• _Exercise prompt_
In the listing below, find every line with the string "occurred" and pull it out.
━━━ Record extracts
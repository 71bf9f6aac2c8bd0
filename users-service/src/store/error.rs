//! Store error types
//!
//! Every adapter failure is reported as a [`StoreError`] carrying the
//! operation that was attempted and a coarse category. The controller turns
//! these into client-facing outcomes; the message itself only reaches logs.

use std::fmt;

/// Operation being performed when the store error occurred
#[derive(Debug, Clone, Copy, PartialEq, Eq, Hash)]
pub enum StoreOperation {
    /// Inserting a document
    Insert,
    /// Finding documents with a filter
    Find,
    /// Finding a single document by id
    FindById,
    /// Counting documents matching a filter
    Count,
    /// Applying a set-document to one document
    Update,
    /// Deleting one document
    Delete,
}

impl fmt::Display for StoreOperation {
    fn fmt(&self, f: &mut fmt::Formatter<'_>) -> fmt::Result {
        match self {
            Self::Insert => write!(f, "insert"),
            Self::Find => write!(f, "find"),
            Self::FindById => write!(f, "find_by_id"),
            Self::Count => write!(f, "count"),
            Self::Update => write!(f, "update"),
            Self::Delete => write!(f, "delete"),
        }
    }
}

/// Category of store error
#[derive(Debug, Clone, Copy, PartialEq, Eq, Hash)]
pub enum StoreErrorKind {
    /// The store could not be reached
    Unavailable,
    /// The call did not complete before its deadline
    Timeout,
    /// The filter or options were rejected by the store
    InvalidQuery,
}

impl fmt::Display for StoreErrorKind {
    fn fmt(&self, f: &mut fmt::Formatter<'_>) -> fmt::Result {
        match self {
            Self::Unavailable => write!(f, "unavailable"),
            Self::Timeout => write!(f, "timeout"),
            Self::InvalidQuery => write!(f, "invalid_query"),
        }
    }
}

/// Structured store error with operation context
#[derive(Debug, Clone, PartialEq, Eq)]
pub struct StoreError {
    /// The operation being performed when the error occurred
    pub operation: StoreOperation,
    /// The category of error
    pub kind: StoreErrorKind,
    /// Human-readable error message
    pub message: String,
}

impl StoreError {
    /// Create a new store error
    pub fn new(
        operation: StoreOperation,
        kind: StoreErrorKind,
        message: impl Into<String>,
    ) -> Self {
        Self {
            operation,
            kind,
            message: message.into(),
        }
    }

    /// Deadline expired before the store answered
    pub fn timeout(operation: StoreOperation, message: impl Into<String>) -> Self {
        Self::new(operation, StoreErrorKind::Timeout, message)
    }

    /// Store unreachable
    pub fn unavailable(operation: StoreOperation, message: impl Into<String>) -> Self {
        Self::new(operation, StoreErrorKind::Unavailable, message)
    }

    /// Filter or options rejected
    pub fn invalid_query(operation: StoreOperation, message: impl Into<String>) -> Self {
        Self::new(operation, StoreErrorKind::InvalidQuery, message)
    }

    /// Whether a later attempt could succeed
    pub fn is_transient(&self) -> bool {
        matches!(
            self.kind,
            StoreErrorKind::Unavailable | StoreErrorKind::Timeout
        )
    }
}

impl fmt::Display for StoreError {
    fn fmt(&self, f: &mut fmt::Formatter<'_>) -> fmt::Result {
        write!(
            f,
            "Store {} error during {}: {}",
            self.kind, self.operation, self.message
        )
    }
}

impl std::error::Error for StoreError {}
//! Document store adapter
//!
//! The service talks to its collection only through [`DocumentStore`]. A
//! document is a JSON object whose `_id` field holds the 24-character hex
//! form of an [`ObjectId`]; the store assigns it on insert.
//!
//! [`MemoryCollection`] is the bundled implementation. It keeps documents in
//! insertion order, which is the natural order reported by unsorted finds.

mod error;
mod filter;
mod memory;

use async_trait::async_trait;
use serde_json::{Map, Value};

use crate::ids::ObjectId;

pub use error::{StoreError, StoreErrorKind, StoreOperation};
pub use filter::{
    compare_documents, DocumentMatcher, FilterCondition, FilterOperator, FindOptions,
    OrderDirection,
};
pub use memory::MemoryCollection;

/// A stored document
pub type Document = Map<String, Value>;

/// Field holding the store-assigned identifier
pub const ID_FIELD: &str = "_id";

/// Result type for store operations
pub type StoreResult<T> = std::result::Result<T, StoreError>;

/// Opaque collection supporting the operations the service needs
///
/// Each method is one round trip. Implementations must be safe to share
/// across tasks.
#[async_trait]
pub trait DocumentStore: Send + Sync {
    /// Insert a document, returning the identifier the store assigned
    ///
    /// Any `_id` already present in `document` is replaced.
    async fn insert(&self, document: Document) -> StoreResult<ObjectId>;

    /// Documents matching every condition, after sort, skip and limit
    async fn find(
        &self,
        filter: &[FilterCondition],
        options: FindOptions,
    ) -> StoreResult<Vec<Document>>;

    /// Number of documents matching every condition
    async fn count(&self, filter: &[FilterCondition]) -> StoreResult<u64>;

    /// The document with the given id, if any
    async fn find_by_id(&self, id: &ObjectId) -> StoreResult<Option<Document>>;

    /// Overwrite the fields in `set` on the document with the given id
    ///
    /// Returns the number of documents matched (0 or 1).
    async fn update_by_id(&self, id: &ObjectId, set: Document) -> StoreResult<u64>;

    /// Remove the document with the given id
    ///
    /// Returns the number of documents deleted (0 or 1).
    async fn delete_by_id(&self, id: &ObjectId) -> StoreResult<u64>;
}
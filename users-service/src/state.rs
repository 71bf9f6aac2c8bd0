//! Application state shared across handlers

use std::sync::Arc;

use crate::{
    config::Config, middleware::TokenBucket, store::DocumentStore, users::UserController,
};

/// Application state shared across handlers
///
/// Cloning is cheap; every field is reference counted.
#[derive(Clone)]
pub struct AppState {
    config: Arc<Config>,
    store: Arc<dyn DocumentStore>,
    users: UserController,
    limiter: Arc<TokenBucket>,
}

impl AppState {
    /// State over `store`, with the limiter and store deadline taken from `config`
    pub fn new(config: Config, store: Arc<dyn DocumentStore>) -> Self {
        let limiter = Arc::new(TokenBucket::from_config(&config.rate_limit));
        Self::with_limiter(config, store, limiter)
    }

    /// State with an externally built limiter
    pub fn with_limiter(
        config: Config,
        store: Arc<dyn DocumentStore>,
        limiter: Arc<TokenBucket>,
    ) -> Self {
        let users = UserController::new(Arc::clone(&store), config.store.timeout());
        Self {
            config: Arc::new(config),
            store,
            users,
            limiter,
        }
    }

    /// Get the configuration
    pub fn config(&self) -> &Config {
        &self.config
    }

    /// Get the document store
    pub fn store(&self) -> &Arc<dyn DocumentStore> {
        &self.store
    }

    /// Get the user controller
    pub fn users(&self) -> &UserController {
        &self.users
    }

    /// Get the static page rate limiter
    pub fn limiter(&self) -> &TokenBucket {
        &self.limiter
    }
}
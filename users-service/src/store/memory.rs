//! In-process document collection

use async_trait::async_trait;
use serde_json::Value;
use tokio::sync::RwLock;

use super::{
    compare_documents, Document, DocumentMatcher, DocumentStore, FilterCondition, FindOptions,
    StoreError, StoreOperation, StoreResult, ID_FIELD,
};
use crate::ids::ObjectId;

/// Document collection held in memory
///
/// Documents are kept in insertion order. Sorting is stable, so documents
/// with equal sort keys keep that order.
#[derive(Debug, Default)]
pub struct MemoryCollection {
    documents: RwLock<Vec<Document>>,
}

impl MemoryCollection {
    /// Empty collection
    pub fn new() -> Self {
        Self::default()
    }

    /// Number of stored documents
    pub async fn len(&self) -> usize {
        self.documents.read().await.len()
    }

    /// Whether the collection holds no documents
    pub async fn is_empty(&self) -> bool {
        self.documents.read().await.is_empty()
    }

    /// Store a document verbatim, bypassing id assignment
    ///
    /// Used to seed records, including malformed ones.
    pub async fn insert_raw(&self, document: Document) {
        self.documents.write().await.push(document);
    }
}

fn has_id(document: &Document, id: &str) -> bool {
    matches!(document.get(ID_FIELD), Some(Value::String(s)) if s == id)
}

fn matcher(operation: StoreOperation, filter: &[FilterCondition]) -> StoreResult<DocumentMatcher> {
    DocumentMatcher::new(filter).map_err(|e| StoreError::invalid_query(operation, e))
}

fn to_usize(n: u64) -> usize {
    usize::try_from(n).unwrap_or(usize::MAX)
}

#[async_trait]
impl DocumentStore for MemoryCollection {
    async fn insert(&self, mut document: Document) -> StoreResult<ObjectId> {
        let id = ObjectId::new();
        document.insert(ID_FIELD.to_string(), Value::String(id.to_hex()));
        self.documents.write().await.push(document);
        Ok(id)
    }

    async fn find(
        &self,
        filter: &[FilterCondition],
        options: FindOptions,
    ) -> StoreResult<Vec<Document>> {
        let matcher = matcher(StoreOperation::Find, filter)?;
        let documents = self.documents.read().await;

        let mut found: Vec<&Document> = documents.iter().filter(|d| matcher.matches(d)).collect();
        if let Some((field, direction)) = &options.sort {
            found.sort_by(|a, b| compare_documents(a, b, field, *direction));
        }

        let limit = options.limit.map_or(usize::MAX, to_usize);
        Ok(found
            .into_iter()
            .skip(to_usize(options.skip))
            .take(limit)
            .cloned()
            .collect())
    }

    async fn count(&self, filter: &[FilterCondition]) -> StoreResult<u64> {
        let matcher = matcher(StoreOperation::Count, filter)?;
        let documents = self.documents.read().await;
        Ok(documents.iter().filter(|d| matcher.matches(d)).count() as u64)
    }

    async fn find_by_id(&self, id: &ObjectId) -> StoreResult<Option<Document>> {
        let id = id.to_hex();
        let documents = self.documents.read().await;
        Ok(documents.iter().find(|d| has_id(d, &id)).cloned())
    }

    async fn update_by_id(&self, id: &ObjectId, set: Document) -> StoreResult<u64> {
        if set.contains_key(ID_FIELD) {
            return Err(StoreError::invalid_query(
                StoreOperation::Update,
                "the _id field is immutable",
            ));
        }

        let id = id.to_hex();
        let mut documents = self.documents.write().await;
        match documents.iter_mut().find(|d| has_id(d, &id)) {
            Some(document) => {
                document.extend(set);
                Ok(1)
            }
            None => Ok(0),
        }
    }

    async fn delete_by_id(&self, id: &ObjectId) -> StoreResult<u64> {
        let id = id.to_hex();
        let mut documents = self.documents.write().await;
        match documents.iter().position(|d| has_id(d, &id)) {
            Some(index) => {
                documents.remove(index);
                Ok(1)
            }
            None => Ok(0),
        }
    }
}

#[cfg(test)]
mod tests {
    use super::*;
    use crate::store::{FilterCondition, OrderDirection};
    use serde_json::json;

    fn doc(value: Value) -> Document {
        match value {
            Value::Object(map) => map,
            _ => panic!("test documents must be objects"),
        }
    }

    async fn seeded(names: &[&str]) -> MemoryCollection {
        let store = MemoryCollection::new();
        for name in names {
            let email = format!("{}@example.com", name.to_lowercase());
            store
                .insert(doc(json!({"name": name, "email": email})))
                .await
                .unwrap();
        }
        store
    }

    fn names(documents: &[Document]) -> Vec<&str> {
        documents
            .iter()
            .map(|d| d["name"].as_str().unwrap())
            .collect()
    }

    #[tokio::test]
    async fn test_insert_assigns_id() {
        let store = MemoryCollection::new();
        let id = store
            .insert(doc(json!({"_id": "caller-chosen", "name": "Alice"})))
            .await
            .unwrap();

        let stored = store.find_by_id(&id).await.unwrap().unwrap();
        assert_eq!(stored[ID_FIELD], json!(id.to_hex()));
        assert_eq!(stored["name"], "Alice");
        assert_eq!(store.len().await, 1);
    }

    #[tokio::test]
    async fn test_find_natural_order() {
        let store = seeded(&["Carol", "Alice", "Bob"]).await;
        let all = store.find(&[], FindOptions::default()).await.unwrap();
        assert_eq!(names(&all), ["Carol", "Alice", "Bob"]);
    }

    #[tokio::test]
    async fn test_find_sorted_skip_limit() {
        let store = seeded(&["Carol", "Alice", "Bob", "Dave"]).await;

        let asc = store
            .find(&[], FindOptions::default().sort_by("name", OrderDirection::Ascending))
            .await
            .unwrap();
        assert_eq!(names(&asc), ["Alice", "Bob", "Carol", "Dave"]);

        let page = store
            .find(
                &[],
                FindOptions::default()
                    .sort_by("name", OrderDirection::Descending)
                    .skip(1)
                    .limit(2),
            )
            .await
            .unwrap();
        assert_eq!(names(&page), ["Carol", "Bob"]);

        let beyond = store
            .find(&[], FindOptions::default().skip(10).limit(2))
            .await
            .unwrap();
        assert!(beyond.is_empty());
    }

    #[tokio::test]
    async fn test_filter_and_count() {
        let store = seeded(&["Alice", "Alicia", "Bob"]).await;
        let filter = vec![FilterCondition::contains_ignore_case("name", "ALI")];

        assert_eq!(store.count(&filter).await.unwrap(), 2);
        assert_eq!(store.count(&[]).await.unwrap(), 3);

        let found = store.find(&filter, FindOptions::default()).await.unwrap();
        assert_eq!(names(&found), ["Alice", "Alicia"]);
    }

    #[tokio::test]
    async fn test_update_by_id() {
        let store = MemoryCollection::new();
        let id = store
            .insert(doc(json!({"name": "Bob", "email": "bob@example.com"})))
            .await
            .unwrap();

        let matched = store
            .update_by_id(&id, doc(json!({"name": "Robert"})))
            .await
            .unwrap();
        assert_eq!(matched, 1);

        let stored = store.find_by_id(&id).await.unwrap().unwrap();
        assert_eq!(stored["name"], "Robert");
        assert_eq!(stored["email"], "bob@example.com");

        let missing = store
            .update_by_id(&ObjectId::new(), doc(json!({"name": "x"})))
            .await
            .unwrap();
        assert_eq!(missing, 0);
    }

    #[tokio::test]
    async fn test_update_rejects_id_change() {
        let store = MemoryCollection::new();
        let id = store.insert(doc(json!({"name": "Bob"}))).await.unwrap();

        let err = store
            .update_by_id(&id, doc(json!({"_id": "other"})))
            .await
            .unwrap_err();
        assert_eq!(err.operation, StoreOperation::Update);
    }

    #[tokio::test]
    async fn test_delete_by_id() {
        let store = seeded(&["Alice", "Bob"]).await;
        let all = store.find(&[], FindOptions::default()).await.unwrap();
        let id: ObjectId = all[0][ID_FIELD].as_str().unwrap().parse().unwrap();

        assert_eq!(store.delete_by_id(&id).await.unwrap(), 1);
        assert_eq!(store.delete_by_id(&id).await.unwrap(), 0);
        assert!(store.find_by_id(&id).await.unwrap().is_none());
        assert_eq!(store.len().await, 1);
    }

    #[tokio::test]
    async fn test_insert_raw_keeps_document() {
        let store = MemoryCollection::new();
        store.insert_raw(doc(json!({"name": 42}))).await;
        assert!(!store.is_empty().await);
        let all = store.find(&[], FindOptions::default()).await.unwrap();
        assert_eq!(all[0]["name"], 42);
    }
}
━━━━━━
• _Worked solution_
/// Operation being performed when the store error occurred
    /// The operation being performed when the error occurred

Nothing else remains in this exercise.